Reception / Intake — manages calls, callbacks, enquiries and front-line record capture.
Compliance — reviews audit history, restricted records, conflict status and evidence trails.
Read-only — can view approved information but cannot change operational records.
Separate viewing, editing and admin rights
Permissions should be granted based on the user’s actual responsibility. Viewing a record is different from editing it, approving it, deleting it, exporting it or changing system-wide settings.
Control department and matter visibility
Users may only need access to specific departments, matter types or client records. LawFlow should be configured so users can see the work they need without exposing unrelated or restricted information.
Staff roles and override controls
Staff & Roles — lists users who can access LawFlow and shows their current role.
User — identifies the staff account being reviewed or changed.
Current Role — shows the role currently assigned to that user, such as solicitor, partner or admin owner.
Change Role — lets an authorised admin update the user’s role and save the change.
Override Console — records a controlled access override where a restricted entity or conflict needs authorised access.
Override details — captures the entity, user and reason so the decision can be audited later.
Protect sensitive and permission-controlled records
Some records should be hidden, partially hidden or limited to authorised users. Restricted records protect sensitive matters, conflict information and records that require solicitor or admin approval.

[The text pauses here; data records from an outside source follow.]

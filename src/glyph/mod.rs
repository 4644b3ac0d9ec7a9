//! Loading of Hershey glyph tables.
//!
//! A glyph table is read in two stages:
//! [`record`] joins wrapped physical lines into logical records and [`decode`] turns every record into a [`GlyphRecord`].
//!
//! # Example
//!
//! ```
//! # use hershey::ctx::Context;
//! # use hershey::glyph::load;
//! let text = "  501  6IZRFRV RK\nVVV\n  502  1JZ";
//! let table = load(text, &Context::default()).unwrap();
//! assert_eq!(table.len(), 2);
//! assert_eq!(table.get(501).unwrap().path.len(), 4);
//! ```

pub mod decode;
pub mod record;

use crate::ctx::{Context, ErrorPolicy};
use crate::data::{GlyphRecord, GlyphTable};
use decode::DecodeError;
use std::collections::HashSet;
use std::fmt;

/// Decodes a glyph table.
///
/// `ctx.on_decode_error` decides whether a malformed record or a repeated glyph code fails the load or is skipped.
/// A continuation line at the very start of the text always fails the load since it can not be attributed to any glyph.
pub fn load(text: &str, ctx: &Context) -> Result<GlyphTable, LoadError> {
    let records = record::reassemble(text).map_err(|x| LoadError::OrphanContinuation {
        line: x.line,
        text: x.text,
    })?;

    let mut glyphs: Vec<GlyphRecord> = Vec::with_capacity(records.len());
    let mut codes: HashSet<u32> = HashSet::with_capacity(records.len());

    for record in records {
        let result = decode::decode(&record.text)
            .map_err(|source| LoadError::Decode {
                line: record.line,
                source,
            })
            .and_then(|glyph| {
                if codes.insert(glyph.code) {
                    Ok(glyph)
                } else {
                    Err(LoadError::DuplicateCode {
                        line: record.line,
                        code: glyph.code,
                    })
                }
            });

        match (result, ctx.on_decode_error) {
            (Ok(glyph), _) => glyphs.push(glyph),
            (Err(error), ErrorPolicy::Abort) => return Err(error),
            (Err(error), ErrorPolicy::Skip) => log::warn!("skipping record: {}", error),
        }
    }

    log::info!("decoded {} glyphs", glyphs.len());

    Ok(GlyphTable::from_glyphs(glyphs))
}

/// An error that may occur when loading a glyph table.
#[derive(Debug, PartialEq, Eq, Clone)]
pub enum LoadError {
    /// The table starts with a continuation line.
    OrphanContinuation {
        /// The 1-based line number.
        line: usize,
        /// The text of the line.
        text: String,
    },
    /// A record can not be decoded.
    Decode {
        /// The 1-based line number at which the record starts.
        line: usize,
        /// The decoding failure.
        source: DecodeError,
    },
    /// A record repeats the code of an earlier record.
    DuplicateCode {
        /// The 1-based line number at which the repeating record starts.
        line: usize,
        /// The repeated glyph code.
        code: u32,
    },
}

impl LoadError {
    /// The 1-based line number the error refers to.
    pub fn line(&self) -> usize {
        match self {
            Self::OrphanContinuation { line, .. }
            | Self::Decode { line, .. }
            | Self::DuplicateCode { line, .. } => *line,
        }
    }
}

impl fmt::Display for LoadError {
    fn fmt(&self, f: &mut fmt::Formatter<'_>) -> fmt::Result {
        match self {
            Self::OrphanContinuation { line, text } => write!(
                f,
                "Line {} continues a record but no record has been started: {:?}",
                line, text
            ),
            Self::Decode { line, source } => {
                write!(f, "The record at line {} is malformed: {}", line, source)
            }
            Self::DuplicateCode { line, code } => write!(
                f,
                "The record at line {} repeats the glyph code {}.",
                line, code
            ),
        }
    }
}

impl std::error::Error for LoadError {
    fn source(&self) -> Option<&(dyn std::error::Error + 'static)> {
        match self {
            Self::Decode { source, .. } => Some(source),
            _ => None,
        }
    }
}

Respect solicitor boundaries and calendar privacy
Solicitor-level access should protect assigned matters, private availability, calendar privacy and matter ownership. Users should only see solicitor information needed for routing, booking or authorised management.
Audit Centre access review
Audit Centre — governance view for authorised partners, compliance officers and admin owners.
Access notice — confirms when audit access is permitted for the current user.
Summary totals — shows loaded rows, override events, masked access events and entity-linked events.
Audit Search — filters audit history by user, date range, action type, search term and entity ID.
Audit results — lists recorded events with ID, time, action, actor, entity and detail columns.
Event row — shows the specific audit action that was recorded.
View details — expands the event to show query, restriction level and hidden relationship information.
Keep access changes traceable
Changes to access, permissions and restricted records should be reviewable. Users should be able to see who made important changes, when they were made and what was affected.
Follow a controlled setup process
Access should be configured in a predictable order so no user receives too much access by accident.
Recommended setup sequence
Create user — add the user record and basic identity details.
Assign role — choose the closest role for their job function.
Set departments — select the departments they are allowed to work with.
Set matter coverage — select matter types they can access or handle.
Apply restrictions — add any restricted-record or admin-control limits.
Test access — verify the user can see what they need and nothing more.